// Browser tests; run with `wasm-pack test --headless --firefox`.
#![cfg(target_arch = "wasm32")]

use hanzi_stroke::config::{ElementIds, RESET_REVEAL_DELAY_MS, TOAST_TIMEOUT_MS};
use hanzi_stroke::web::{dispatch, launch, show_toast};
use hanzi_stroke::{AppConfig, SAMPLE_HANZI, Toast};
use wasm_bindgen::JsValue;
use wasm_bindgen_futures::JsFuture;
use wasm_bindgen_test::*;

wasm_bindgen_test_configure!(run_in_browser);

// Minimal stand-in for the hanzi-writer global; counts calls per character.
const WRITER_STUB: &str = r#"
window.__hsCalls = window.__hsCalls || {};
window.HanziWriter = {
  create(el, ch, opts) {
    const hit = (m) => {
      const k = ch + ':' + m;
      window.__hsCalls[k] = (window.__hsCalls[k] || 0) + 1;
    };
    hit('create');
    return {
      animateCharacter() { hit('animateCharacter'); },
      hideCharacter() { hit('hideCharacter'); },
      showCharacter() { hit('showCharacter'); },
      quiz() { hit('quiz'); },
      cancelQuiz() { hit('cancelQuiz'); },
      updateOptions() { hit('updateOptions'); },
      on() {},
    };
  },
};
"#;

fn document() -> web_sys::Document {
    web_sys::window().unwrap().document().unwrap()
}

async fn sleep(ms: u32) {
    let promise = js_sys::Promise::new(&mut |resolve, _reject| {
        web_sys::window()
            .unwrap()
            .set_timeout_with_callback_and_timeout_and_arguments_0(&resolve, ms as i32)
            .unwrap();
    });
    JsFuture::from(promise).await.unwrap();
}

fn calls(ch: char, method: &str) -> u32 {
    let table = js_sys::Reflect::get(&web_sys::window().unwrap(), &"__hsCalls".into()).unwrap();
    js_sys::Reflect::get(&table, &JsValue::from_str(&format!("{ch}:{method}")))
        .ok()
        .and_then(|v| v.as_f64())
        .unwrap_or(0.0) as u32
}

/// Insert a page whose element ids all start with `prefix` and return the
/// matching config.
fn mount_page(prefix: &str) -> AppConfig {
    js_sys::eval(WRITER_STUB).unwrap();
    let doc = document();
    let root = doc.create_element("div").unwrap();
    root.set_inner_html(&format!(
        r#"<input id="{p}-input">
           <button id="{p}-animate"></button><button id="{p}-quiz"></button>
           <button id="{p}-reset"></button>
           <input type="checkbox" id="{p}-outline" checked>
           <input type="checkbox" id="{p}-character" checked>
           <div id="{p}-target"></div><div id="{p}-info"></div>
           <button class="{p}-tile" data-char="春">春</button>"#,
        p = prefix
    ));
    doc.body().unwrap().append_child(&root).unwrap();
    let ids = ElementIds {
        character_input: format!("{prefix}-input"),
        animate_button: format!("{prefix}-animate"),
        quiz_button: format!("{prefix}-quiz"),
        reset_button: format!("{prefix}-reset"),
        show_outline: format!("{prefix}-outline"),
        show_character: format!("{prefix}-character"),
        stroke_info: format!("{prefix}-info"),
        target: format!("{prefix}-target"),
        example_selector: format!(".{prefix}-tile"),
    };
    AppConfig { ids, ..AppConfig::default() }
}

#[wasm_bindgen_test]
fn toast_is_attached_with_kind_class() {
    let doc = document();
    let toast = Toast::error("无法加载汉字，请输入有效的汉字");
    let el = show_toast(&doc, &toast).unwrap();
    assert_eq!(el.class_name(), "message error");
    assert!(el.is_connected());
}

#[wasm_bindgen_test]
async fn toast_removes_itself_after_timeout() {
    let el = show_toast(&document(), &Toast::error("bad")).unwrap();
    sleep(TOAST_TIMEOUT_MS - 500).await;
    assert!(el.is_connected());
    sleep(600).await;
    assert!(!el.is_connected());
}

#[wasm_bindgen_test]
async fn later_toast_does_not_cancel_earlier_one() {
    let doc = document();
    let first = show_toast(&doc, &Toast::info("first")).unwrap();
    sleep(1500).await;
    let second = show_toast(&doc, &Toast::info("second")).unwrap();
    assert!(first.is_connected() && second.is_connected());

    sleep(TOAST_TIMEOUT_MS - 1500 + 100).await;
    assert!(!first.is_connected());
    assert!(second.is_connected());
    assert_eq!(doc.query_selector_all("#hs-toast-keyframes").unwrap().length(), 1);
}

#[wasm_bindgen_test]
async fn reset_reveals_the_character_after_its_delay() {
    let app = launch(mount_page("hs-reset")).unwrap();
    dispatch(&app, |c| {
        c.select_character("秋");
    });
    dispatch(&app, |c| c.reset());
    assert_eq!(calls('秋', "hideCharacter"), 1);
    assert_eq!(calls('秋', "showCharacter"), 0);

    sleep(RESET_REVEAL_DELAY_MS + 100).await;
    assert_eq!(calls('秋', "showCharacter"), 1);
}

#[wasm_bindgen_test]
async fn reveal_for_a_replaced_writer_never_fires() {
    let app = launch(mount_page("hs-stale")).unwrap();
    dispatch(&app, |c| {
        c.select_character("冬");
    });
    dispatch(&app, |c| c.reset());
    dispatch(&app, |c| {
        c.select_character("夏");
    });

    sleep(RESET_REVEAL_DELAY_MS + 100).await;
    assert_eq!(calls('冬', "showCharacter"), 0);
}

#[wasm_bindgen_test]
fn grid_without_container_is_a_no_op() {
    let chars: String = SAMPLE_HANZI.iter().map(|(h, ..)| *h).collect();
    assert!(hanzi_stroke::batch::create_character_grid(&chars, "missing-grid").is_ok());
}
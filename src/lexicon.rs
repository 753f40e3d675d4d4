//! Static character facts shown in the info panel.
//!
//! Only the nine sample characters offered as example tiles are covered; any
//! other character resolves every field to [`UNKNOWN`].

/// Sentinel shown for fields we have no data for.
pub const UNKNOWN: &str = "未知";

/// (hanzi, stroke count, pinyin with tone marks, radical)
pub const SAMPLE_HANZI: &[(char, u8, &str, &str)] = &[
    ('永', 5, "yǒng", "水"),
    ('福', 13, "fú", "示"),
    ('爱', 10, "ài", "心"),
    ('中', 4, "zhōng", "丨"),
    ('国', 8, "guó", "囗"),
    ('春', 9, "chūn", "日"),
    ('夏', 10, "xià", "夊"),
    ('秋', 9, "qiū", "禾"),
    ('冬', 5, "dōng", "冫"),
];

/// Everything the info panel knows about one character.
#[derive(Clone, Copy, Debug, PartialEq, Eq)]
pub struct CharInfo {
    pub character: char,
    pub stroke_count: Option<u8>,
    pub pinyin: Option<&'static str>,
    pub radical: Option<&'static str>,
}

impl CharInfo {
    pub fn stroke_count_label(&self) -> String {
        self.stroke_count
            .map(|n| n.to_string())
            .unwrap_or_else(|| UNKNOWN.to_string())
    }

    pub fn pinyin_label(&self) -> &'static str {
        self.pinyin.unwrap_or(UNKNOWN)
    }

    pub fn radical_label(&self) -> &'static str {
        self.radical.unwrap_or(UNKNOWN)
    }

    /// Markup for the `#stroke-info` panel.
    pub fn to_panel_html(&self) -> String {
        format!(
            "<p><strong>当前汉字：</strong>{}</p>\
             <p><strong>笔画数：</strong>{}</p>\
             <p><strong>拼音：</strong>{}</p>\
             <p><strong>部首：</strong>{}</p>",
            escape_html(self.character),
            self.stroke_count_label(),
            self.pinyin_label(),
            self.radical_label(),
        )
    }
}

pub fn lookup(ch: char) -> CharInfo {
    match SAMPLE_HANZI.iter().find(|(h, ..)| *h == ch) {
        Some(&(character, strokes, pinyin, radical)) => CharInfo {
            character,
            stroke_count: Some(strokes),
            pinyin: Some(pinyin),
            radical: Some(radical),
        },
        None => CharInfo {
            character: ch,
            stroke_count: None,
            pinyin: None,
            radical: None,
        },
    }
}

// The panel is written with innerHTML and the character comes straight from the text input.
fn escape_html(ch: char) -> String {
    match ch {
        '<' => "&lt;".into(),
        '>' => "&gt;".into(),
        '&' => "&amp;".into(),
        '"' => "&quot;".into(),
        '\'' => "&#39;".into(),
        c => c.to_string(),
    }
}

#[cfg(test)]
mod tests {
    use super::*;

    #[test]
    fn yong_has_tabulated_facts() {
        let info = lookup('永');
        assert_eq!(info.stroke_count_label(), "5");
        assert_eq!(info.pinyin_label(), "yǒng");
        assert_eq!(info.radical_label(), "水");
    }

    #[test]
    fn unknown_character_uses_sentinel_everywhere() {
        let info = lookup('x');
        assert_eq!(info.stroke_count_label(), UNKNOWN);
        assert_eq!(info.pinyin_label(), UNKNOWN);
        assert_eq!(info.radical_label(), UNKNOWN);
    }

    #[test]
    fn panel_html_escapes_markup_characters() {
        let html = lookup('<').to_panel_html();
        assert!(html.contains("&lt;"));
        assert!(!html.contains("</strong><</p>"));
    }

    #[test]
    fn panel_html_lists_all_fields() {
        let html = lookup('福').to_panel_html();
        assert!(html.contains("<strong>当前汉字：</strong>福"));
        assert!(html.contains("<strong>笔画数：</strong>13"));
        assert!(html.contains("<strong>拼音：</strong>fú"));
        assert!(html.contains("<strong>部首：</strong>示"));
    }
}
--------
— What the task requires —
Within the records, filter for lines that contain the word "contains" and show each one.

— Task output —
        assert!(html.contains("&lt;"));
        assert!(!html.contains("</strong><</p>"));
        assert!(html.contains("<strong>当前汉字：</strong>福"));
        assert!(html.contains("<strong>笔画数：</strong>13"));
        assert!(html.contains("<strong>拼音：</strong>fú"));
        assert!(html.contains("<strong>部首：</strong>示"));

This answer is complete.